The rich are suffering the most in the U.S.’s overheated housing market

A determined humor writer takes a satiric look at today’s volatile housing market, exploring an unusual side of the issue not often discussed.

According to recent data, the lack of available housing in the U.S. is pushing the rich into increasingly substandard living conditions — including homes that lack indoor swimming pools and which feature laminate floors instead of hardwood. 

The finding came from a recent economic report issued by the Association for Statistical Study and Emerging Sciences, an industry think tank that examines socioeconomic issues plaguing the wealthiest Americans. 

“In an environment where housing inventory is low and homebuilders are scrambling to catch up, the rich simply can’t find the homes that meet their stringent expectations,” said Brenda Puddleduck, one of the researchers behind the study. “There simply aren’t enough luxury palaces with marble countertops and indoor theaters to go around. It’s a crisis that’s going to deepen unless the government takes immediate action.”

Homebuilding slowed after the Great Recession, as capital and resources were diverted from Main Street to help bail out prosperous Wall Street bankers. Demand for extravagant housing dropped to historical lows, prompting regulators to take desperate measures to re-inflate a sagging housing bubble.

Today, thanks to massive quantitative easing and rampant speculating on Wall Street, the rich once again are spending gobs of ill-earned money. The problem, however, is that due to a lack of building, demand for luxurious housing has far outpaced supply. 

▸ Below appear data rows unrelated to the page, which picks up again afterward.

//! Single `skill` dispatcher tool: the inline integration flavor.
//! Progressive disclosure — metadata sits in the system prompt, full
//! instructions enter context only on activation.

use std::sync::Arc;

use {
    anyhow::{Result, bail},
    async_trait::async_trait,
    serde_json::{Value, json},
};

use {
    agentskills::registry::SkillRegistry,
    crate::{AgentTool, subagent::activation_header},
};

/// Meta-tool dispatching over a shared registry with three actions:
/// `list`, `info`, and `activate` (the default).
pub struct SkillTool {
    registry: Arc<dyn SkillRegistry>,
}

impl SkillTool {
    pub fn new(registry: Arc<dyn SkillRegistry>) -> Self {
        Self { registry }
    }

    async fn list(&self) -> Result<Value> {
        let skills = self.registry.list_skills().await?;
        if skills.is_empty() {
            return Ok(json!({
                "content": "No skills available. Check the skills directory."
            }));
        }
        let mut lines = vec!["Available Skills:".to_string()];
        for skill in &skills {
            lines.push(format!("\n- {}", skill.name));
            lines.push(format!("  {}", skill.description));
            lines.push(format!("  Location: {}", skill.manifest_path.display()));
        }
        Ok(json!({ "content": lines.join("\n") }))
    }

    async fn info(&self, name: &str) -> Result<Value> {
        let meta = self.registry.get(name).await?;
        Ok(serde_json::to_value(&meta)?)
    }

    /// Phase 2: load instructions into the calling agent's context.
    async fn activate(&self, name: &str) -> Result<Value> {
        let content = self.registry.load_skill(name).await?;
        tracing::info!(skill = %name, "activating skill");
        let text = format!("{}{}", activation_header(&content.metadata), content.body);
        Ok(json!({ "content": text }))
    }
}

#[async_trait]
impl AgentTool for SkillTool {
    fn name(&self) -> &str {
        "skill"
    }

    fn description(&self) -> &str {
        "Activate and use specialized agent skills. Skills are instruction sets \
         providing domain expertise and structured workflows; activate one when \
         the user's task matches its description."
    }

    fn parameters_schema(&self) -> Value {
        json!({
            "type": "object",
            "required": ["skill_name"],
            "properties": {
                "skill_name": {
                    "type": "string",
                    "description": "Name of the skill (from the available skills list)"
                },
                "action": {
                    "type": "string",
                    "enum": ["activate", "list", "info"],
                    "description": "activate (default): load full instructions; \
                                    list: show all skills; info: show one skill's metadata"
                }
            }
        })
    }

    async fn execute(&self, params: Value) -> Result<Value> {
        let action = params
            .get("action")
            .and_then(|v| v.as_str())
            .unwrap_or("activate");

        if action == "list" {
            return self.list().await;
        }

        let name = params
            .get("skill_name")
            .and_then(|v| v.as_str())
            .ok_or_else(|| anyhow::anyhow!("missing 'skill_name'"))?;

        match action {
            "info" => self.info(name).await,
            "activate" => self.activate(name).await,
            other => bail!("unknown action '{other}', expected activate, list, or info"),
        }
    }
}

Molly Snotbucket, a condescending stockbroker who charges clients to gamble their money, said her dreams were dashed when she went house hunting recently for a palatial mansion. 

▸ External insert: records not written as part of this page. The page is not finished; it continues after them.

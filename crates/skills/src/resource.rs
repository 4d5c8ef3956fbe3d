//! Phase 2/3 loading: instruction bodies and auxiliary resource files.
//!
//! Every access re-checks the containment rule: the resolved path must
//! stay a descendant of the skill's canonical root. Violations fail
//! before any read happens.

use std::path::{Component, Path, PathBuf};

use crate::{
    error::{Error, Result},
    parse,
};

/// Canonicalize a skill directory (symlinks resolved). The result is
/// the containment root for every later resource access.
pub(crate) fn canonical_skill_dir(skill_dir: &Path) -> Result<PathBuf> {
    let canonical = skill_dir.canonicalize()?;
    if !canonical.is_dir() {
        return Err(Error::parse(skill_dir, "skill path is not a directory"));
    }
    Ok(canonical)
}

/// Resolve `relative` against the skill root and enforce containment.
///
/// Rejects absolute inputs outright, normalizes `.`/`..` segments
/// lexically (so traversal is caught without touching the filesystem),
/// then canonicalizes the result and requires it to remain under the
/// canonical root even after symlink expansion.
pub fn contained_path(skill_dir: &Path, relative: &Path) -> Result<PathBuf> {
    let root = canonical_skill_dir(skill_dir)?;
    let violation = || Error::PathViolation {
        skill_dir: root.clone(),
        requested: relative.to_path_buf(),
    };

    if relative.is_absolute() {
        return Err(violation());
    }

    let mut normalized = root.clone();
    for component in relative.components() {
        match component {
            Component::Normal(part) => normalized.push(part),
            Component::CurDir => {},
            Component::ParentDir => {
                normalized.pop();
                if !normalized.starts_with(&root) {
                    return Err(violation());
                }
            },
            Component::RootDir | Component::Prefix(_) => return Err(violation()),
        }
    }

    // Symlinks inside the skill may still point elsewhere.
    let resolved = normalized.canonicalize()?;
    if !resolved.starts_with(&root) {
        return Err(violation());
    }
    Ok(resolved)
}

/// Phase 2: return the manifest's instruction body with leading and
/// trailing blank lines trimmed. A pure substring of the manifest file;
/// the frontmatter is not re-decoded.
pub fn load_instructions(skill_dir: &Path) -> Result<String> {
    let root = canonical_skill_dir(skill_dir)?;
    let manifest_path = parse::find_manifest(&root)?;
    if !manifest_path.starts_with(&root) {
        return Err(Error::PathViolation {
            skill_dir: root,
            requested: manifest_path,
        });
    }
    let content = parse::read_text_limited(&manifest_path)?;
    let (_, body) = parse::split_frontmatter(&content, &manifest_path)?;
    tracing::debug!(manifest = %manifest_path.display(), "loaded skill instructions");
    Ok(trim_blank_lines(&body).to_string())
}

/// Strip leading/trailing blank lines only. Intra-line whitespace of
/// the first and last content lines (e.g. Markdown code indentation)
/// is preserved.
fn trim_blank_lines(body: &str) -> &str {
    let mut start = 0;
    for line in body.split_inclusive('\n') {
        if !line.trim().is_empty() {
            break;
        }
        start += line.len();
    }
    let trimmed = &body[start..];

    // trim_end also eats trailing spaces/tabs on the last content line;
    // give those back, up to that line's terminator.
    let end = trimmed.trim_end().len();
    let tail = &trimmed[end..];
    let keep = tail.find(['\n', '\r']).unwrap_or(tail.len());
    &trimmed[..end + keep]
}

/// Phase 3: read one auxiliary resource as UTF-8 text.
pub fn load_resource(skill_dir: &Path, relative: &Path) -> Result<String> {
    let path = contained_path(skill_dir, relative)?;
    tracing::debug!(resource = %path.display(), "loading skill resource");
    parse::read_text_limited(&path)
}

/// Phase 3, raw-bytes variant for callers that explicitly want binary
/// content. Same containment and size rules as [`load_resource`].
pub fn load_resource_bytes(skill_dir: &Path, relative: &Path) -> Result<Vec<u8>> {
    let path = contained_path(skill_dir, relative)?;
    parse::read_bytes_limited(&path)
}
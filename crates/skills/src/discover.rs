use std::{
    fs,
    path::{Path, PathBuf},
};

use async_trait::async_trait;

use crate::{
    error::{Error, Result},
    parse,
    types::SkillMetadata,
    validate::{self, ValidateOptions},
};

/// Phase 1 scan: examine the immediate child directories of `root` (one
/// level, no recursion) and return metadata for every compliant skill,
/// in deterministic visit order (children sorted by name).
///
/// A child that fails parsing or validation is logged and skipped; one
/// broken skill must not abort discovery of the others. Fails wholesale
/// only when `root` itself is missing or not a directory.
pub fn discover_skills(root: &Path) -> Result<Vec<SkillMetadata>> {
    discover_skills_with(root, &ValidateOptions::default())
}

/// [`discover_skills`] with explicit validation options.
pub fn discover_skills_with(root: &Path, opts: &ValidateOptions) -> Result<Vec<SkillMetadata>> {
    if !root.exists() {
        return Err(Error::discovery(root, "directory does not exist"));
    }
    if !root.is_dir() {
        return Err(Error::discovery(root, "not a directory"));
    }

    let mut children: Vec<PathBuf> = fs::read_dir(root)?
        .flatten()
        .map(|entry| entry.path())
        .filter(|path| path.is_dir())
        .collect();
    // read_dir order is platform-dependent; sort for run-to-run stability.
    children.sort();

    let mut skills: Vec<SkillMetadata> = Vec::new();
    for child in children {
        if !has_manifest(&child) {
            tracing::debug!(dir = %child.display(), "no manifest, not a skill directory");
            continue;
        }
        match load_single_metadata_with(&child, opts) {
            Ok(meta) => {
                if skills.iter().any(|s| s.name == meta.name) {
                    tracing::warn!(
                        dir = %child.display(),
                        name = %meta.name,
                        "duplicate skill name, keeping the first"
                    );
                    continue;
                }
                skills.push(meta);
            },
            Err(e) => {
                tracing::warn!(dir = %child.display(), %e, "skipping skill directory");
            },
        }
    }
    Ok(skills)
}

fn has_manifest(dir: &Path) -> bool {
    parse::MANIFEST_CANDIDATES
        .iter()
        .any(|candidate| dir.join(candidate).is_file())
}

/// Single-directory variant for callers that already know the path.
/// Unlike the scan, failure raises: there is no surrounding discovery
/// pass to protect. Warning-level findings are logged, not fatal.
pub fn load_single_metadata(skill_dir: &Path) -> Result<SkillMetadata> {
    load_single_metadata_with(skill_dir, &ValidateOptions::default())
}

/// [`load_single_metadata`] with explicit validation options.
pub fn load_single_metadata_with(
    skill_dir: &Path,
    opts: &ValidateOptions,
) -> Result<SkillMetadata> {
    let (skill_dir, manifest) = validate::locate_and_parse(skill_dir)?;
    let report = validate::validate_metadata(&manifest.frontmatter, &skill_dir, opts);
    for warning in &report.warnings {
        tracing::warn!(dir = %skill_dir.display(), "{warning}");
    }
    if !report.is_valid() {
        return Err(Error::validation(skill_dir, report.errors));
    }
    Ok(validate::metadata_from_manifest(manifest, skill_dir))
}

/// Discovers skills from filesystem paths. The seam async hosts depend
/// on instead of the free functions.
#[async_trait]
pub trait SkillDiscoverer: Send + Sync {
    /// Scan and return metadata for all discovered skills.
    async fn discover(&self) -> Result<Vec<SkillMetadata>>;
}

/// Default filesystem-based discoverer over a single root directory.
pub struct FsSkillDiscoverer {
    root: PathBuf,
    options: ValidateOptions,
}

impl FsSkillDiscoverer {
    pub fn new(root: impl Into<PathBuf>) -> Self {
        Self {
            root: root.into(),
            options: ValidateOptions::default(),
        }
    }

    #[must_use]
    pub fn with_options(mut self, options: ValidateOptions) -> Self {
        self.options = options;
        self
    }
}

#[async_trait]
impl SkillDiscoverer for FsSkillDiscoverer {
    async fn discover(&self) -> Result<Vec<SkillMetadata>> {
        discover_skills_with(&self.root, &self.options)
    }
}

“I was looking at homes in the $2 million price range,” she said, “and all I could find were 5-year-old hovels with outdated oak cabinetry and brass light fixtures. I felt like I was wandering through a homeless shelter.”

The devastation facing the wealthy has prompted one lawmaker to introduce a bill mandating that dinky affordable-housing units be torn down to make way for new luxury-home communities. 

“Our country is facing a new sort of housing crisis,” said Bronson Von Dimwit III, a state senator from an undisclosed state. “One solution is to use eminent domain to tear down aging single-family homes, which will make way for new gated golf-course communities.”

Indeed, more city councils across the nation are rejecting proposals for single-family communities, demanding that homebuilders instead focus on constructing opulent McMansions for the country’s underserved elite. 

“It’s a step in the right direction,” said Dimwit III. “The problem is that we’re lagging behind where we need to be. The severe shortage of mansions has put us in a dire situation.”

Some rich people have resorted to extraordinary measures to find acceptable housing. 

Wilbur Punkster, a tech entrepreneur who makes gobs of money selling the private data of his products’s users, said that he had to renovate his new home recently to add an indoor racetrack and gymnasium.

“Basically, I had to spend extra money on things that should have come with the house,” he said. “And not only that, but I had to spend two whole weeks in the east wing while the crews completed their work. There’s not even a hot tub over there. I felt like a prisoner in my own home.”

It’s not all doom and gloom, however. According to the study, there may be a silver lining on the horizon.

“With rising interest rates tempering demand among low- and middle-income Americans, fewer people are entering the housing market,” Puddleduck said. “This shift will allow homebuilders to focus on the needs of the rich. Maybe then, the people who truly matter will see some much-needed relief.”